== WORK REQUEST ==
All of the data should be restated word for word.

---------- DATA RECORDS ----------

//! Wavenumber grid reconstruction and the small amount of 1-D numerics the
//! assembler needs (approximate comparison, axis union, clamped linear
//! interpolation).

use crate::error::{Result, XscError};

/// Relative tolerance used when comparing grids.
pub const GRID_RTOL: f64 = 1e-5;
/// Absolute tolerance used when comparing grids.
pub const GRID_ATOL: f64 = 1e-8;

/// Rebuild the evenly spaced axis described by a header.
///
/// Points are `min + i * step` for `i in 0..number_of_points`, so the last one
/// lands on `max` up to rounding and the length always equals the declared
/// count. Fewer than two points, or bounds that give a step that is not
/// positive and finite, are a [`XscError::GridMismatch`].
pub fn build_grid(min_wavenumber: f64, max_wavenumber: f64, number_of_points: usize) -> Result<Vec<f64>> {
    if number_of_points < 2 {
        return Err(XscError::GridMismatch {
            expected: number_of_points,
            found: 0,
        });
    }

    let step = (max_wavenumber - min_wavenumber) / (number_of_points - 1) as f64;
    if !step.is_finite() || step <= 0.0 {
        return Err(XscError::GridMismatch {
            expected: number_of_points,
            found: 0,
        });
    }

    Ok((0..number_of_points)
        .map(|i| min_wavenumber + i as f64 * step)
        .collect())
}

/// Element-wise `|a - b| <= atol + rtol * |b|` over equal-length slices.
#[must_use]
pub fn grids_close(a: &[f64], b: &[f64]) -> bool {
    a.len() == b.len()
        && a
            .iter()
            .zip(b)
            .all(|(x, y)| (x - y).abs() <= GRID_ATOL + GRID_RTOL * y.abs())
}

/// Sorted, duplicate-free union of every point in `grids`.
#[must_use]
pub fn merge_grids<'a, I>(grids: I) -> Vec<f64>
where
    I: IntoIterator<Item = &'a [f64]>,
{
    let mut merged: Vec<f64> = grids.into_iter().flatten().copied().collect();
    merged.sort_by(f64::total_cmp);
    merged.dedup();
    merged
}

/// Linear interpolation of `(xp, fp)` at each point of `x`.
///
/// `xp` must be ascending. Points left of `xp[0]` take `fp[0]`, points right
/// of the last sample take the last value; nothing is extrapolated.
#[must_use]
pub fn interp_clamped(x: &[f64], xp: &[f64], fp: &[f64]) -> Vec<f64> {
    debug_assert_eq!(xp.len(), fp.len());
    let (Some(&x_first), Some(&x_last)) = (xp.first(), xp.last()) else {
        return Vec::new();
    };
    let (f_first, f_last) = (fp[0], fp[fp.len() - 1]);

    x.iter()
        .map(|&xi| {
            if xi <= x_first {
                return f_first;
            }
            if xi >= x_last {
                return f_last;
            }
            // First sample strictly greater than xi; 1..len by the checks above.
            let hi = xp.partition_point(|&v| v <= xi);
            let lo = hi - 1;
            let t = (xi - xp[lo]) / (xp[hi] - xp[lo]);
            fp[lo] + t * (fp[hi] - fp[lo])
        })
        .collect()
}

/// Mean of consecutive differences. NaN for fewer than two points.
#[must_use]
pub fn mean_spacing(axis: &[f64]) -> f64 {
    if axis.len() < 2 {
        return f64::NAN;
    }
    let total: f64 = axis.windows(2).map(|w| w[1] - w[0]).sum();
    total / (axis.len() - 1) as f64
}

#[cfg(test)]
mod tests {
    use super::*;

    #[test]
    fn exact_grid_hits_both_endpoints() {
        for (min, max, n) in [(0.0, 4.0, 5), (500.0, 600.0, 401), (1000.0, 1010.0, 11), (-2.0, 2.0, 2)] {
            let g = build_grid(min, max, n).unwrap();
            assert_eq!(g.len(), n);
            assert_eq!(g[0], min);
            assert!((g[n - 1] - max).abs() < 1e-9, "{min} {max} {n}: {}", g[n - 1]);
            assert!(g.windows(2).all(|w| w[1] > w[0]));
        }
    }

    #[test]
    fn inexact_steps_still_hit_the_declared_count() {
        // (max - min) / step lands a hair above n - 1 for these.
        for (min, max, n) in [(0.0, 1.0, 10), (0.0, 1.0, 7), (750.01, 811.99, 57931)] {
            let g = build_grid(min, max, n).unwrap();
            assert_eq!(g.len(), n);
            assert!((g[n - 1] - max).abs() < 1e-9);
        }
    }

    #[test]
    fn too_few_points_is_grid_mismatch() {
        for n in [0, 1] {
            assert!(matches!(
                build_grid(0.0, 1.0, n),
                Err(XscError::GridMismatch { expected, .. }) if expected == n
            ));
        }
    }

    #[test]
    fn descending_bounds_are_grid_mismatch() {
        assert!(matches!(
            build_grid(10.0, 1.0, 5),
            Err(XscError::GridMismatch { expected: 5, .. })
        ));
        assert!(matches!(
            build_grid(3.0, 3.0, 5),
            Err(XscError::GridMismatch { .. })
        ));
    }

    #[test]
    fn non_finite_bounds_are_grid_mismatch() {
        let bounds = [
            (f64::NAN, 1.0),
            (0.0, f64::INFINITY),
            (f64::NEG_INFINITY, 0.0),
            // Finite bounds whose span overflows.
            (-f64::MAX, f64::MAX),
        ];
        for (min, max) in bounds {
            assert!(
                matches!(build_grid(min, max, 3), Err(XscError::GridMismatch { expected: 3, found: 0 })),
                "{min} {max}"
            );
        }
    }

    #[test]
    fn closeness_is_tolerant_but_length_strict() {
        let a = [1000.0, 1000.5, 1001.0];
        let b = [1000.0 + 1e-9, 1000.5, 1001.0 - 1e-9];
        assert!(grids_close(&a, &b));
        assert!(!grids_close(&a, &[1000.0, 1000.6, 1001.0]));
        assert!(!grids_close(&a, &a[..2]));
    }

    #[test]
    fn merge_sorts_and_dedups() {
        let a = [1.0, 2.0, 3.0];
        let b = [2.5, 3.0, 4.0];
        assert_eq!(merge_grids([&a[..], &b[..]]), vec![1.0, 2.0, 2.5, 3.0, 4.0]);
    }

    #[test]
    fn interp_reproduces_samples_and_clamps() {
        let xp = [1.0, 2.0, 4.0];
        let fp = [10.0, 20.0, 0.0];
        assert_eq!(interp_clamped(&xp, &xp, &fp), fp.to_vec());
        assert_eq!(
            interp_clamped(&[0.0, 1.5, 3.0, 9.0], &xp, &fp),
            vec![10.0, 15.0, 10.0, 0.0]
        );
    }

    #[test]
    fn spacing_is_mean_difference() {
        assert_eq!(mean_spacing(&[0.0, 1.0, 3.0]), 1.5);
        assert!(mean_spacing(&[1.0]).is_nan());
    }
}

----------

== EXPECTED ANSWER ==
//! Wavenumber grid reconstruction and the small amount of 1-D numerics the
//! assembler needs (approximate comparison, axis union, clamped linear
//! interpolation).

use crate::error::{Result, XscError};

/// Relative tolerance used when comparing grids.
pub const GRID_RTOL: f64 = 1e-5;
/// Absolute tolerance used when comparing grids.
pub const GRID_ATOL: f64 = 1e-8;

/// Rebuild the evenly spaced axis described by a header.
///
/// Points are `min + i * step` for `i in 0..number_of_points`, so the last one
/// lands on `max` up to rounding and the length always equals the declared
/// count. Fewer than two points, or bounds that give a step that is not
/// positive and finite, are a [`XscError::GridMismatch`].
pub fn build_grid(min_wavenumber: f64, max_wavenumber: f64, number_of_points: usize) -> Result<Vec<f64>> {
    if number_of_points < 2 {
        return Err(XscError::GridMismatch {
            expected: number_of_points,
            found: 0,
        });
    }

    let step = (max_wavenumber - min_wavenumber) / (number_of_points - 1) as f64;
    if !step.is_finite() || step <= 0.0 {
        return Err(XscError::GridMismatch {
            expected: number_of_points,
            found: 0,
        });
    }

    Ok((0..number_of_points)
        .map(|i| min_wavenumber + i as f64 * step)
        .collect())
}

/// Element-wise `|a - b| <= atol + rtol * |b|` over equal-length slices.
#[must_use]
pub fn grids_close(a: &[f64], b: &[f64]) -> bool {
    a.len() == b.len()
        && a
            .iter()
            .zip(b)
            .all(|(x, y)| (x - y).abs() <= GRID_ATOL + GRID_RTOL * y.abs())
}

/// Sorted, duplicate-free union of every point in `grids`.
#[must_use]
pub fn merge_grids<'a, I>(grids: I) -> Vec<f64>
where
    I: IntoIterator<Item = &'a [f64]>,
{
    let mut merged: Vec<f64> = grids.into_iter().flatten().copied().collect();
    merged.sort_by(f64::total_cmp);
    merged.dedup();
    merged
}

/// Linear interpolation of `(xp, fp)` at each point of `x`.
///
/// `xp` must be ascending. Points left of `xp[0]` take `fp[0]`, points right
/// of the last sample take the last value; nothing is extrapolated.
#[must_use]
pub fn interp_clamped(x: &[f64], xp: &[f64], fp: &[f64]) -> Vec<f64> {
    debug_assert_eq!(xp.len(), fp.len());
    let (Some(&x_first), Some(&x_last)) = (xp.first(), xp.last()) else {
        return Vec::new();
    };
    let (f_first, f_last) = (fp[0], fp[fp.len() - 1]);

    x.iter()
        .map(|&xi| {
            if xi <= x_first {
                return f_first;
            }
            if xi >= x_last {
                return f_last;
            }
            // First sample strictly greater than xi; 1..len by the checks above.
            let hi = xp.partition_point(|&v| v <= xi);
            let lo = hi - 1;
            let t = (xi - xp[lo]) / (xp[hi] - xp[lo]);
            fp[lo] + t * (fp[hi] - fp[lo])
        })
        .collect()
}

/// Mean of consecutive differences. NaN for fewer than two points.
#[must_use]
pub fn mean_spacing(axis: &[f64]) -> f64 {
    if axis.len() < 2 {
        return f64::NAN;
    }
    let total: f64 = axis.windows(2).map(|w| w[1] - w[0]).sum();
    total / (axis.len() - 1) as f64
}

#[cfg(test)]
mod tests {
    use super::*;

    #[test]
    fn exact_grid_hits_both_endpoints() {
        for (min, max, n) in [(0.0, 4.0, 5), (500.0, 600.0, 401), (1000.0, 1010.0, 11), (-2.0, 2.0, 2)] {
            let g = build_grid(min, max, n).unwrap();
            assert_eq!(g.len(), n);
            assert_eq!(g[0], min);
            assert!((g[n - 1] - max).abs() < 1e-9, "{min} {max} {n}: {}", g[n - 1]);
            assert!(g.windows(2).all(|w| w[1] > w[0]));
        }
    }

    #[test]
    fn inexact_steps_still_hit_the_declared_count() {
        // (max - min) / step lands a hair above n - 1 for these.
        for (min, max, n) in [(0.0, 1.0, 10), (0.0, 1.0, 7), (750.01, 811.99, 57931)] {
            let g = build_grid(min, max, n).unwrap();
            assert_eq!(g.len(), n);
            assert!((g[n - 1] - max).abs() < 1e-9);
        }
    }

    #[test]
    fn too_few_points_is_grid_mismatch() {
        for n in [0, 1] {
            assert!(matches!(
                build_grid(0.0, 1.0, n),
                Err(XscError::GridMismatch { expected, .. }) if expected == n
            ));
        }
    }

    #[test]
    fn descending_bounds_are_grid_mismatch() {
        assert!(matches!(
            build_grid(10.0, 1.0, 5),
            Err(XscError::GridMismatch { expected: 5, .. })
        ));
        assert!(matches!(
            build_grid(3.0, 3.0, 5),
            Err(XscError::GridMismatch { .. })
        ));
    }

    #[test]
    fn non_finite_bounds_are_grid_mismatch() {
        let bounds = [
            (f64::NAN, 1.0),
            (0.0, f64::INFINITY),
            (f64::NEG_INFINITY, 0.0),
            // Finite bounds whose span overflows.
            (-f64::MAX, f64::MAX),
        ];
        for (min, max) in bounds {
            assert!(
                matches!(build_grid(min, max, 3), Err(XscError::GridMismatch { expected: 3, found: 0 })),
                "{min} {max}"
            );
        }
    }

    #[test]
    fn closeness_is_tolerant_but_length_strict() {
        let a = [1000.0, 1000.5, 1001.0];
        let b = [1000.0 + 1e-9, 1000.5, 1001.0 - 1e-9];
        assert!(grids_close(&a, &b));
        assert!(!grids_close(&a, &[1000.0, 1000.6, 1001.0]));
        assert!(!grids_close(&a, &a[..2]));
    }

    #[test]
    fn merge_sorts_and_dedups() {
        let a = [1.0, 2.0, 3.0];
        let b = [2.5, 3.0, 4.0];
        assert_eq!(merge_grids([&a[..], &b[..]]), vec![1.0, 2.0, 2.5, 3.0, 4.0]);
    }

    #[test]
    fn interp_reproduces_samples_and_clamps() {
        let xp = [1.0, 2.0, 4.0];
        let fp = [10.0, 20.0, 0.0];
        assert_eq!(interp_clamped(&xp, &xp, &fp), fp.to_vec());
        assert_eq!(
            interp_clamped(&[0.0, 1.5, 3.0, 9.0], &xp, &fp),
            vec![10.0, 15.0, 10.0, 0.0]
        );
    }

    #[test]
    fn spacing_is_mean_difference() {
        assert_eq!(mean_spacing(&[0.0, 1.0, 3.0]), 1.5);
        assert!(mean_spacing(&[1.0]).is_nan());
    }
}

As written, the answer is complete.